The Land Art movement emerged in the 1960s and was concerned with the relationship between people and the world around them. Artists built sculptures in the landscape using raw materials: earth, stones, water, sand. These works were often fragile and could not be moved.
One of the leading exponents of Land Art is Andy Goldsworthy, an artist who came to prominence in the 1980s with a number of significant exhibitions, including one at the Natural History Museum in London and another at the Bluecoat gallery in Liverpool. Born in 1956, he grew up in Yorkshire, where his father was a professor of mathematics at Leeds University. From the age of 13 Goldsworthy worked on farms as a labourer; later he attended Bradford Art College and Preston Polytechnic, where he spent much of his time making rock sculptures on the beach at Morecambe. He began to attract attention soon after graduating, securing solo shows at the Serpentine in London, Abbot Hall in Kendal and the Ruskin Gallery in Sheffield.

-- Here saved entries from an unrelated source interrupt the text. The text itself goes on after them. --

use std::{pin::Pin, sync::Arc, time::SystemTime};

use futures::{Stream, StreamExt};
use solar_core::{domain::RejectionReason, SiteId, StoreError};

#[derive(Debug, Clone)]
pub struct Envelope<T> {
    pub payload: T,
    pub received_at: SystemTime,
}

impl<T> Envelope<T> {
    pub fn now(payload: T) -> Self {
        Self {
            payload,
            received_at: SystemTime::now(),
        }
    }

    pub fn map<U>(self, f: impl FnOnce(T) -> U) -> Envelope<U> {
        Envelope {
            payload: f(self.payload),
            received_at: self.received_at,
        }
    }
}

#[derive(thiserror::Error, Debug)]
pub enum PipelineError {
    #[error("source error: {0}")]
    Source(String),
    #[error("reading rejected: {0}")]
    Rejected(#[from] RejectionReason),
    #[error("unknown site {0}")]
    UnknownSite(SiteId),
    #[error(transparent)]
    Store(#[from] StoreError),
}

impl PipelineError {
    /// Per-record failures the sink skips over; everything else stops it.
    pub fn is_record_level(&self) -> bool {
        matches!(
            self,
            PipelineError::Source(_)
                | PipelineError::Rejected(_)
                | PipelineError::UnknownSite(_)
        )
    }
}

pub type EnvelopeStream<T> = Pin<Box<dyn Stream<Item = Result<Envelope<T>, PipelineError>> + Send>>;

#[async_trait::async_trait]
pub trait Source<T>: Send + Sync {
    async fn stream(&self) -> EnvelopeStream<T>;
}

#[async_trait::async_trait]
pub trait Transform<I, O>: Send + Sync {
    async fn apply(&self, input: Envelope<I>) -> Result<Envelope<O>, PipelineError>;
}

#[async_trait::async_trait]
pub trait Sink<T>: Send + Sync {
    async fn run<S>(&self, input: S) -> Result<(), PipelineError>
    where
        S: Stream<Item = Result<Envelope<T>, PipelineError>> + Send + Unpin + 'static;
}

/// Source of raw records `I`, one converting stage `I -> O`, then any number
/// of `O -> O` filters before the sink.
pub struct Pipeline<S, I, O, K> {
    pub source: S,
    pub normalize: Arc<dyn Transform<I, O> + Send + Sync>,
    pub transforms: Vec<Arc<dyn Transform<O, O> + Send + Sync>>,
    pub sink: K,
}

impl<S, I, O, K> Pipeline<S, I, O, K>
where
    I: Send + 'static,
    O: Send + 'static,
    S: Source<I> + Send + Sync + 'static,
    K: Sink<O> + Send + Sync + 'static,
{
    pub async fn run(self) -> Result<(), PipelineError> {
        let raw = self.source.stream().await;

        let normalize = self.normalize.clone();
        let mut stream: EnvelopeStream<O> = Box::pin(raw.then(move |item| {
            let normalize = normalize.clone();
            async move {
                match item {
                    Ok(env) => normalize.apply(env).await,
                    Err(e) => Err(e),
                }
            }
        }));

        // Apply filters in sequence (if any).
        for t in self.transforms {
            let t_arc = t.clone();
            stream = Box::pin(stream.then(move |item| {
                let t_inner = t_arc.clone();
                async move {
                    match item {
                        Ok(env) => t_inner.apply(env).await,
                        Err(e) => Err(e),
                    }
                }
            }));
        }

        self.sink.run(stream).await
    }
}
use serde::Serialize;

#[derive(Debug, Clone, Copy, PartialEq, Eq, Serialize)]
pub struct HealthStatus {
    pub status: &'static str,
}

/// Liveness probe. Holds no state, so any number of callers may hit it at
/// once without coordination.
pub fn probe() -> HealthStatus {
    HealthStatus { status: "healthy" }
}
use dashmap::DashMap;
use time::{Date, OffsetDateTime};

use crate::domain::{minute::utc_day, Reading, SiteId, SiteStats};

/// Daily [`SiteStats`] keyed by (site, UTC day of the reading).
#[derive(Default)]
pub struct SiteStatsStore {
    stats: DashMap<(SiteId, Date), SiteStats>,
}

impl SiteStatsStore {
    pub fn new() -> Self {
        Self::default()
    }

    /// Compare-and-update under the entry lock, so concurrent readings for the
    /// same site/day never lose an extremum or a count.
    pub fn update(&self, reading: &Reading, now: OffsetDateTime) -> SiteStats {
        let key = (reading.site_id, utc_day(reading.timestamp));
        let mut entry = self.stats.entry(key).or_insert_with(|| SiteStats::new(now));
        entry.apply(reading, now);
        entry.clone()
    }

    pub fn find(&self, site: SiteId, day: Date) -> Option<SiteStats> {
        self.stats.get(&(site, day)).map(|s| s.clone())
    }

    /// Every (site, day) that has received a reading, sorted.
    pub fn site_days(&self) -> Vec<(SiteId, Date)> {
        let mut keys: Vec<_> = self.stats.iter().map(|e| *e.key()).collect();
        keys.sort();
        keys
    }
}

#[cfg(test)]
mod tests {
    use super::*;
    use std::sync::Arc;
    use time::macros::{date, datetime};

    fn reading(site: i64, ts: OffsetDateTime, generated: f64) -> Reading {
        Reading {
            site_id: SiteId(site),
            timestamp: ts,
            wh_used: Some(0.0),
            wh_generated: Some(generated),
            temp_c: None,
        }
    }

    #[test]
    fn stats_are_kept_per_site_and_day() {
        let store = SiteStatsStore::new();
        let now = datetime!(2024-01-02 00:00:10 UTC);

        store.update(&reading(1, datetime!(2024-01-01 10:00:00 UTC), 3.0), now);
        store.update(&reading(1, datetime!(2024-01-02 10:00:00 UTC), 1.0), now);
        store.update(&reading(2, datetime!(2024-01-01 10:00:00 UTC), 9.0), now);

        let s = store.find(SiteId(1), date!(2024 - 01 - 01)).unwrap();
        assert_eq!(s.meter_reading_count, 1);
        assert_eq!(s.max_wh_generated, Some(3.0));
        assert_eq!(s.last_reporting_time, now);

        assert!(store.find(SiteId(3), date!(2024 - 01 - 01)).is_none());

        assert_eq!(
            store.site_days(),
            vec![
                (SiteId(1), date!(2024 - 01 - 01)),
                (SiteId(1), date!(2024 - 01 - 02)),
                (SiteId(2), date!(2024 - 01 - 01)),
            ]
        );
    }

    #[test]
    fn concurrent_updates_keep_every_count() {
        let store = Arc::new(SiteStatsStore::new());
        let now = datetime!(2024-01-01 12:00:00 UTC);

        let handles: Vec<_> = (0..8)
            .map(|t| {
                let store = store.clone();
                std::thread::spawn(move || {
                    for i in 0..100 {
                        let wh = f64::from(t * 100 + i);
                        store.update(&reading(1, datetime!(2024-01-01 11:00:00 UTC), wh), now);
                    }
                })
            })
            .collect();
        for h in handles {
            h.join().unwrap();
        }

        let s = store.find(SiteId(1), date!(2024 - 01 - 01)).unwrap();
        assert_eq!(s.meter_reading_count, 800);
        assert_eq!(s.max_wh_generated, Some(799.0));
        assert_eq!(s.min_wh_generated, Some(0.0));
    }
}
use serde::{Deserialize, Serialize};
use time::{format_description::well_known::Rfc3339, macros::format_description, OffsetDateTime, PrimitiveDateTime, UtcOffset};

use super::{MeasurementKind, SiteId};

/// A reading as it arrives on the wire. Every field is nullable until
/// [`normalize`] has run.
#[derive(Debug, Clone, Default, PartialEq, Serialize, Deserialize)]
#[serde(rename_all = "camelCase")]
pub struct RawReading {
    pub site_id: Option<i64>,
    pub date_time: Option<String>,
    pub wh_used: Option<f64>,
    pub wh_generated: Option<f64>,
    pub temp_c: Option<f64>,
}

/// A validated one-minute reading. Timestamps are held in UTC.
///
/// Deliberately not `PartialEq`: the only identity readings have is the
/// deduplication one, see [`Reading::same_observation`].
#[derive(Debug, Clone, Serialize, Deserialize)]
#[serde(rename_all = "camelCase")]
pub struct Reading {
    pub site_id: SiteId,
    #[serde(rename = "dateTime", with = "time::serde::rfc3339")]
    pub timestamp: OffsetDateTime,
    pub wh_used: Option<f64>,
    pub wh_generated: Option<f64>,
    pub temp_c: Option<f64>,
}

#[derive(thiserror::Error, Debug, Clone, PartialEq)]
pub enum RejectionReason {
    #[error("invalid timestamp '{0}'")]
    InvalidTimestamp(String),
    #[error("missing required field '{0}'")]
    MissingField(&'static str),
    #[error("invalid value for '{field}': {reason}")]
    InvalidValue { field: &'static str, reason: String },
}

impl Reading {
    pub fn value_for(&self, kind: MeasurementKind) -> Option<f64> {
        match kind {
            MeasurementKind::KwhGenerated => self.wh_generated,
            MeasurementKind::KwhUsed => self.wh_used,
            MeasurementKind::TemperatureCelsius => self.temp_c,
        }
    }

    /// Surplus energy for the minute (generated minus used).
    pub fn capacity(&self) -> Option<f64> {
        Some(self.wh_generated? - self.wh_used?)
    }

    /// Deduplication comparison over (timestamp, whUsed, whGenerated, tempC).
    ///
    /// The site id is NOT compared: two sites reporting identical numbers for
    /// the same minute are treated as the same observation.
    pub fn same_observation(&self, other: &Reading) -> bool {
        self.timestamp == other.timestamp
            && self.wh_used == other.wh_used
            && self.wh_generated == other.wh_generated
            && self.temp_c == other.temp_c
    }

    /// Hash of the fields compared by [`Reading::same_observation`].
    pub fn dedup_key(&self) -> [u8; 32] {
        let mut h = blake3::Hasher::new();
        h.update(&self.timestamp.unix_timestamp_nanos().to_le_bytes());
        hash_opt_f64(&mut h, self.wh_used);
        hash_opt_f64(&mut h, self.wh_generated);
        hash_opt_f64(&mut h, self.temp_c);
        *h.finalize().as_bytes()
    }
}

fn hash_opt_f64(hasher: &mut blake3::Hasher, v: Option<f64>) {
    match v {
        Some(x) => {
            hasher.update(&[1]);
            // -0.0 and 0.0 compare equal, so they must hash equal too.
            hasher.update(&(x + 0.0).to_bits().to_le_bytes());
        }
        None => {
            hasher.update(&[0]);
        }
    }
}

/// Accepts `yyyy-MM-dd HH:mm:ss` (taken as UTC), the same with a trailing
/// `±hh:mm` offset, or RFC 3339.
pub fn parse_timestamp(s: &str) -> Option<OffsetDateTime> {
    let s = s.trim();

    if let Ok(ts) = OffsetDateTime::parse(s, &Rfc3339) {
        return Some(ts.to_offset(UtcOffset::UTC));
    }

    let with_offset = format_description!(
        "[year]-[month]-[day] [hour]:[minute]:[second][offset_hour sign:mandatory]:[offset_minute]"
    );
    if let Ok(ts) = OffsetDateTime::parse(s, with_offset) {
        return Some(ts.to_offset(UtcOffset::UTC));
    }

    let naive = format_description!("[year]-[month]-[day] [hour]:[minute]:[second]");
    PrimitiveDateTime::parse(s, naive).ok().map(PrimitiveDateTime::assume_utc)
}

fn check_energy(field: &'static str, v: Option<f64>) -> Result<(), RejectionReason> {
    match v {
        Some(x) if !x.is_finite() => Err(RejectionReason::InvalidValue {
            field,
            reason: "must be finite".to_string(),
        }),
        Some(x) if x < 0.0 => Err(RejectionReason::InvalidValue {
            field,
            reason: "must be non-negative".to_string(),
        }),
        _ => Ok(()),
    }
}

/// Maps `-0.0` to `0.0`; every other value is unchanged.
fn positive_zero(v: Option<f64>) -> Option<f64> {
    v.map(|x| x + 0.0)
}

/// Validate and coerce a raw reading.
///
/// Rules:
/// - siteId must be present and positive (existence is the registry's call).
/// - dateTime must parse; it is normalised to UTC.
/// - whUsed/whGenerated, when present, must be finite and >= 0.
/// - tempC, when present, must be finite.
/// - every field backing a kind in `required` must be present.
pub fn normalize(raw: &RawReading, required: &[MeasurementKind]) -> Result<Reading, RejectionReason> {
    let site_id = raw.site_id.ok_or(RejectionReason::MissingField("siteId"))?;
    if site_id <= 0 {
        return Err(RejectionReason::InvalidValue {
            field: "siteId",
            reason: "must be positive".to_string(),
        });
    }

    let date_time = raw
        .date_time
        .as_deref()
        .ok_or(RejectionReason::MissingField("dateTime"))?;
    let timestamp =
        parse_timestamp(date_time).ok_or_else(|| RejectionReason::InvalidTimestamp(date_time.to_string()))?;

    check_energy("whUsed", raw.wh_used)?;
    check_energy("whGenerated", raw.wh_generated)?;
    if matches!(raw.temp_c, Some(t) if !t.is_finite()) {
        return Err(RejectionReason::InvalidValue {
            field: "tempC",
            reason: "must be finite".to_string(),
        });
    }

    let reading = Reading {
        site_id: SiteId(site_id),
        timestamp,
        wh_used: positive_zero(raw.wh_used),
        wh_generated: positive_zero(raw.wh_generated),
        temp_c: positive_zero(raw.temp_c),
    };

    for kind in required {
        if reading.value_for(*kind).is_none() {
            return Err(RejectionReason::MissingField(kind.source_field()));
        }
    }

    Ok(reading)
}

/// [`normalize`] requiring every measurement kind.
pub fn normalize_all(raw: &RawReading) -> Result<Reading, RejectionReason> {
    normalize(raw, &MeasurementKind::ALL)
}
pub mod layout;
pub mod palette;
pub mod scene_graph;
pub mod types;

pub use layout::{ChartBounds, ChartGeometry, ChartLayout, LayoutParams, estimate_label_width_px};
pub use palette::{ColorAssignment, DEFAULT_PALETTE_RGB, blend_weighted_color, default_palette};
pub use scene_graph::{
    CharacterPair, InteractionSnapshot, SceneBatch, SceneGraphSource, SceneRef, Trajectories,
    canonicalize_trajectories,
};
pub use types::{GridCell, Height, SceneIndex, TrajectoryPoint, Viewport};
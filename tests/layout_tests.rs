use approx::assert_relative_eq;
use narrative_chart::api::{NarrativeChartConfig, NarrativeChartEngine};
use narrative_chart::core::{
    ChartBounds, ChartLayout, GridCell, SceneBatch, Trajectories, default_palette,
    estimate_label_width_px,
};
use narrative_chart::render::NullRenderer;

fn two_characters() -> SceneBatch {
    SceneBatch::new()
        .with_trajectory("A", &[(0, 0), (1, 0), (2, 1)])
        .with_trajectory("B", &[(0, 1), (1, 1), (2, 0)])
}

fn build(trajectories: &Trajectories) -> ChartLayout {
    let config = NarrativeChartConfig::default();
    ChartLayout::build(trajectories, config.layout_params(), &config.palette)
}

#[test]
fn bounds_cover_every_point() {
    let batch = SceneBatch::new()
        .with_trajectory("Ann", &[(3, -2), (4, 5), (5, 1)])
        .with_trajectory("Bob", &[(3, 0), (4, 7), (5, -4)]);

    let bounds = ChartBounds::from_trajectories(&batch.trajectories);
    assert_eq!(bounds.first_scene, 3);
    assert_eq!(bounds.last_scene, 5);
    assert_eq!(bounds.min_height, -4);
    assert_eq!(bounds.max_height, 7);
    assert_eq!(bounds.scene_count(), 3);
}

#[test]
fn surface_size_follows_column_and_spacing_formulas() {
    let batch = two_characters();
    let layout = build(&batch.trajectories);
    let geometry = layout.geometry();

    let widest = estimate_label_width_px("A", 11.0).max(estimate_label_width_px("B", 11.0));
    assert_relative_eq!(geometry.left_margin, widest + 20.0);
    assert_relative_eq!(geometry.top_margin, 40.0);
    assert_relative_eq!(geometry.width, 3.0 * 30.0 + 2.0 * geometry.left_margin);
    assert_relative_eq!(geometry.height, (1.0 - 0.0 + 10.0) * 10.0);
}

#[test]
fn longer_names_widen_the_left_margin() {
    let short = build(&two_characters().trajectories);
    let long = build(
        &two_characters()
            .with_trajectory("Bartholomew", &[(0, 2), (1, 2), (2, 2)])
            .trajectories,
    );
    assert!(long.geometry().left_margin > short.geometry().left_margin);
}

#[test]
fn column_and_height_mapping() {
    let layout = build(&two_characters().trajectories);
    let geometry = layout.geometry();

    assert_relative_eq!(layout.column_left(0), geometry.left_margin);
    assert_relative_eq!(layout.column_left(2), geometry.left_margin + 60.0);
    assert_relative_eq!(layout.scene_center_x(1), geometry.left_margin + 45.0);
    assert_relative_eq!(layout.height_to_y(0), 40.0);
    assert_relative_eq!(layout.height_to_y(1), 50.0);
    assert_eq!(layout.column_of(2), Some(2));
    assert_eq!(layout.column_of(3), None);
}

#[test]
fn pixel_to_cell_floors_columns_and_rounds_rows() {
    let layout = build(&two_characters().trajectories);
    let left = layout.geometry().left_margin;

    assert_eq!(layout.pixel_to_cell(left + 1.0, 44.0), Some(GridCell::new(0, 0)));
    assert_eq!(layout.pixel_to_cell(left + 29.0, 46.0), Some(GridCell::new(0, 1)));
    assert_eq!(layout.pixel_to_cell(left + 30.0, 50.0), Some(GridCell::new(1, 1)));
    assert_eq!(layout.pixel_to_cell(left - 1.0, 50.0), None);
    assert_eq!(layout.pixel_to_cell(left + 90.0, 50.0), None);
    assert_eq!(layout.pixel_to_cell(f64::NAN, 50.0), None);
}

#[test]
fn colors_follow_key_order_and_wrap_around_palette() {
    let palette = default_palette();
    let mut batch = SceneBatch::new();
    for index in 0..18 {
        batch = batch.with_trajectory(format!("c{index:02}"), &[(0, index)]);
    }

    let layout = build(&batch.trajectories);
    assert_eq!(layout.colors().len(), 18);
    for (index, (name, color)) in layout.colors().iter().enumerate() {
        assert_eq!(name, format!("c{index:02}"));
        assert_eq!(color, palette[index % palette.len()]);
    }
    assert_eq!(layout.colors().color_of("c16"), Some(palette[0]));
}

#[test]
fn colors_are_stable_across_renders() {
    let mut engine =
        NarrativeChartEngine::new(NullRenderer::default(), NarrativeChartConfig::default())
            .expect("engine init");
    engine.load_scenes(&two_characters()).expect("load");
    let before = engine.layout().colors().clone();

    engine.set_grid_lines_visible(false);
    engine.render().expect("render");
    engine.render().expect("render");

    assert_eq!(engine.layout().colors(), &before);
}

#[test]
fn empty_map_yields_degenerate_layout() {
    let layout = build(&Trajectories::new());

    assert_eq!(layout.bounds(), ChartBounds::empty());
    assert!(layout.colors().is_empty());
    assert_relative_eq!(layout.geometry().width, 30.0 + 2.0 * 20.0);
    assert_relative_eq!(layout.geometry().height, 100.0);
    assert!(layout.viewport().is_valid());
}

#[test]
fn rebuild_discards_previous_state() {
    let first = build(&two_characters().trajectories);
    let second = build(
        &SceneBatch::new()
            .with_trajectory("Z", &[(10, 3), (11, 4)])
            .trajectories,
    );

    assert_eq!(second.bounds().first_scene, 10);
    assert_eq!(second.colors().color_of("A"), None);
    assert_ne!(first.bounds(), second.bounds());
}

His art is produced with minimal intervention in the landscape. Like the land artists of the 1960s, Goldsworthy has an intimate involvement with the earth’s own resources, using rocks, leaves, sunlight and shadows to create sculptures that exist briefly before they are altered or erased by natural processes. In 1997 he spent two years rebuilding a drystone wall he had discovered near Storm King Art Center in New York State. The wall snakes across the landscape, weaving in and out of the trees of a small wood. The writer David Bourdon wrote, ‘Goldsworthy’s ingeniously crafted work is immensely appealing to viewers because it reawakens a childlike joy in the unexpected metamorphoses of commonplace materials.’
In 1987 Goldsworthy received the Scottish Arts Council Award, and in 2000 he was awarded an OBE. A large-scale retrospective of his work was held at the Yorkshire Sculpture Park in 2008.